Kur’ân-ı Kerîm’de adı geçen ve değerine vurgu yapılan yegâne ay Ramazan ayıdır. Orucun farz kılındığını bildiren âyetlerin hemen ardından Ramazan’ın insanlara doğru yolu gösteren ve hakkı bâtıldan ayıran Kur’an’ın indirildiği ay olduğu belirtilir ve bu aya ulaşanların oruç tutması emredilir. (el-Bakara 2/185)
-
Oruç:
Oruç; Allah'ın rızasını kazanmak için ibadet maksadıyla gün boyu yemekten, içmekten, nefsi arzulardan uzak durmak suretiyle yerine getirilen bir ibadettir.
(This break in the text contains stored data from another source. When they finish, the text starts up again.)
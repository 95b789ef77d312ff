//! Power-flow Jacobian.
//!
//! With `a_km = δ_k − δ_m − θ_km`:
//!
//! ```text
//! ∂P_k/∂δ_m =  V_k|Y_km|V_m sin a_km               ∂P_k/∂δ_k = −V_k Σ_{m≠k} |Y_km|V_m sin a_km
//! ∂P_k/∂V_m =  V_k|Y_km| cos a_km                  ∂P_k/∂V_k =  V_k|Y_kk| cos θ_kk + Σ_m |Y_km|V_m cos a_km
//! ∂Q_k/∂δ_m = −V_k|Y_km|V_m cos a_km               ∂Q_k/∂δ_k =  V_k Σ_{m≠k} |Y_km|V_m cos a_km
//! ∂Q_k/∂V_m =  V_k|Y_km| sin a_km                  ∂Q_k/∂V_k = −V_k|Y_kk| sin θ_kk + Σ_m |Y_km|V_m sin a_km
//! ```
//!
//! [`JacobianBlocks`] holds the full `2N × 2N` matrix `[[J_Pδ, J_PV], [J_Qδ, J_QV]]`.
//! [`Jacobian`] keeps only the rows and columns of actual unknowns, in
//! [`UnknownLayout`] order, and is rebuilt from scratch every iteration.

use faer::Mat;
use sprs::{CsMat, TriMat};

use super::injection::{BusState, PairTerm};
use super::mismatch::UnknownLayout;
use crate::linalg::{self, LinalgError};
use crate::ybus::YBus;

/// Untrimmed Jacobian over every bus angle and magnitude.
#[derive(Debug, Clone)]
pub struct JacobianBlocks {
    n_bus: usize,
    full: Mat<f64>,
}

impl JacobianBlocks {
    pub fn compute(ybus: &YBus, state: &BusState) -> Self {
        let n = ybus.n_bus();
        let mut full = Mat::zeros(2 * n, 2 * n);
        for k in 0..n {
            for m in 0..n {
                full.write(k, m, dp_ddelta(ybus, state, k, m));
                full.write(k, n + m, dp_dv(ybus, state, k, m));
                full.write(n + k, m, dq_ddelta(ybus, state, k, m));
                full.write(n + k, n + m, dq_dv(ybus, state, k, m));
            }
        }
        Self { n_bus: n, full }
    }

    pub fn n_bus(&self) -> usize {
        self.n_bus
    }

    pub fn dp_ddelta(&self, k: usize, m: usize) -> f64 {
        self.full.read(k, m)
    }

    pub fn dp_dv(&self, k: usize, m: usize) -> f64 {
        self.full.read(k, self.n_bus + m)
    }

    pub fn dq_ddelta(&self, k: usize, m: usize) -> f64 {
        self.full.read(self.n_bus + k, m)
    }

    pub fn dq_dv(&self, k: usize, m: usize) -> f64 {
        self.full.read(self.n_bus + k, self.n_bus + m)
    }

    /// Drop slack rows/columns and PV magnitude rows/columns.
    pub fn trim(&self, layout: &UnknownLayout) -> Jacobian {
        let keep = layout.full_indices();
        let matrix = Mat::from_fn(keep.len(), keep.len(), |i, j| {
            self.full.read(keep[i], keep[j])
        });
        Jacobian { matrix }
    }
}

/// Jacobian restricted to the Newton unknowns.
#[derive(Debug, Clone)]
pub struct Jacobian {
    matrix: Mat<f64>,
}

impl Jacobian {
    pub fn build(ybus: &YBus, state: &BusState, layout: &UnknownLayout) -> Self {
        JacobianBlocks::compute(ybus, state).trim(layout)
    }

    pub fn dim(&self) -> usize {
        self.matrix.nrows()
    }

    pub fn get(&self, row: usize, col: usize) -> f64 {
        self.matrix.read(row, col)
    }

    /// Solve `J·Δx = mismatch`.
    pub fn solve(&self, mismatch: &[f64]) -> Result<Vec<f64>, LinalgError> {
        linalg::solve_dense(&self.matrix, mismatch, "Jacobian")
    }

    /// CSR copy, skipping entries with `|value| <= drop_tol`.
    pub fn to_csr(&self, drop_tol: f64) -> CsMat<f64> {
        let n = self.dim();
        let mut triplets = TriMat::new((n, n));
        for i in 0..n {
            for j in 0..n {
                let value = self.matrix.read(i, j);
                if value.abs() > drop_tol {
                    triplets.add_triplet(i, j, value);
                }
            }
        }
        triplets.to_csr()
    }
}

fn dp_ddelta(ybus: &YBus, state: &BusState, k: usize, m: usize) -> f64 {
    let v = &state.v_mag;
    if k == m {
        let sum: f64 = (0..ybus.n_bus())
            .filter(|&j| j != k)
            .map(|j| {
                let t = PairTerm::new(ybus, state, k, j);
                t.y_mag * v[j] * t.angle().sin()
            })
            .sum();
        -v[k] * sum
    } else {
        let t = PairTerm::new(ybus, state, k, m);
        v[k] * t.y_mag * v[m] * t.angle().sin()
    }
}

fn dp_dv(ybus: &YBus, state: &BusState, k: usize, m: usize) -> f64 {
    let v = &state.v_mag;
    if k == m {
        let own = PairTerm::new(ybus, state, k, k);
        let sum: f64 = (0..ybus.n_bus())
            .map(|j| {
                let t = PairTerm::new(ybus, state, k, j);
                t.y_mag * v[j] * t.angle().cos()
            })
            .sum();
        v[k] * own.y_mag * own.theta.cos() + sum
    } else {
        let t = PairTerm::new(ybus, state, k, m);
        v[k] * t.y_mag * t.angle().cos()
    }
}

fn dq_ddelta(ybus: &YBus, state: &BusState, k: usize, m: usize) -> f64 {
    let v = &state.v_mag;
    if k == m {
        let sum: f64 = (0..ybus.n_bus())
            .filter(|&j| j != k)
            .map(|j| {
                let t = PairTerm::new(ybus, state, k, j);
                t.y_mag * v[j] * t.angle().cos()
            })
            .sum();
        v[k] * sum
    } else {
        let t = PairTerm::new(ybus, state, k, m);
        -v[k] * t.y_mag * v[m] * t.angle().cos()
    }
}

fn dq_dv(ybus: &YBus, state: &BusState, k: usize, m: usize) -> f64 {
    let v = &state.v_mag;
    if k == m {
        let own = PairTerm::new(ybus, state, k, k);
        let sum: f64 = (0..ybus.n_bus())
            .map(|j| {
                let t = PairTerm::new(ybus, state, k, j);
                t.y_mag * v[j] * t.angle().sin()
            })
            .sum();
        -v[k] * own.y_mag * own.theta.sin() + sum
    } else {
        let t = PairTerm::new(ybus, state, k, m);
        v[k] * t.y_mag * t.angle().sin()
    }
}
Akıllı, buluğ çağına erişmiş Müslüman'ın Ramazan orucunu tutması farzdır. Ancak oruç tutamayacak kadar hasta olanlar ile yolculukta bulunanlar oruç tutmayabilirler.
-
Mukabele:
Mukabele, sözlükte “iki şeyi birbiriyle karşılaştırmak” anlamına gelir. Mukabele, “Üç Aylar’da ve bilhassa Ramazan’larda cami, mescid ve evlerde daha çok sabah, öğle, ikindi namazları öncesinde hâfızlar tarafından okunan Kur’an’ı takip etmek suretiyle hatim indirme”yi ifade eder.
-
Niyet:
Niyet etmek orucun şartlarındandır. Niyetsiz oruç sahih değildir. Kalben niyet etmek yeterli ise de niyeti dil ile ifade etmek menduptur. Oruç için sahura kalkılması da niyet sayılır.
-
Sahur:
Oruç tutacak kişilerin imsak vaktinden önce gece yedikleri yemeğe "sahur" denir. Sahur oruca dayanma gücü verdiğinden, sahura kalkmak müstehaptır. Hz. Peygamber (s.a.s.), "Sahur yiyiniz; çünkü sahurda bereket vardır" buyurmuştur. (Buhârî, Savm, 20; Müslim, Sıyam, 9) İftarda acele etmek, sahuru geciktirmek sünnettir. Ayrıca sahur vakti, duaların makbul olduğu vakitlerden biridir.
-
İftar:
İftar, “orucu açmak, oruçluya orucu açtırmak, başlanmış bulunan orucu bozmak veya hiç oruç tutmamak” gibi mânalara gelir.
-
İmsak:
Sözlükte “kendini tutmak, engellemek, el çekmek, geri durmak” anlamlarına gelen imsak, dinî bir kavram olarak, fecr-i sâdıktan, iftar vaktine kadar yemeden, içmeden, cinsel ilişki ve diğer orucu bozan şeylerden uzak durmak, el çekmek demektir. İmsakın zıttı iftardır.
-
Fitre (Fıtır Sadakası):
Halk arasında fitre diye bilinen fıtır sadakası (sadaka-i fıtır); insan olarak yaratılmanın ve Ramazan orucunu tutup bayrama ulaşmanın bir şükrü olarak; dinen zengin olup Ramazan ayının sonuna yetişen Müslümanın, belirli kimselere vermesi vacip olan bir sadakadır.
-
Sadaka:
Sadaka kelimesi sözlükte, “karşılık beklenmeden sâdece Allah rızâsı için fakirlere verilen para, mal vb.” demektir.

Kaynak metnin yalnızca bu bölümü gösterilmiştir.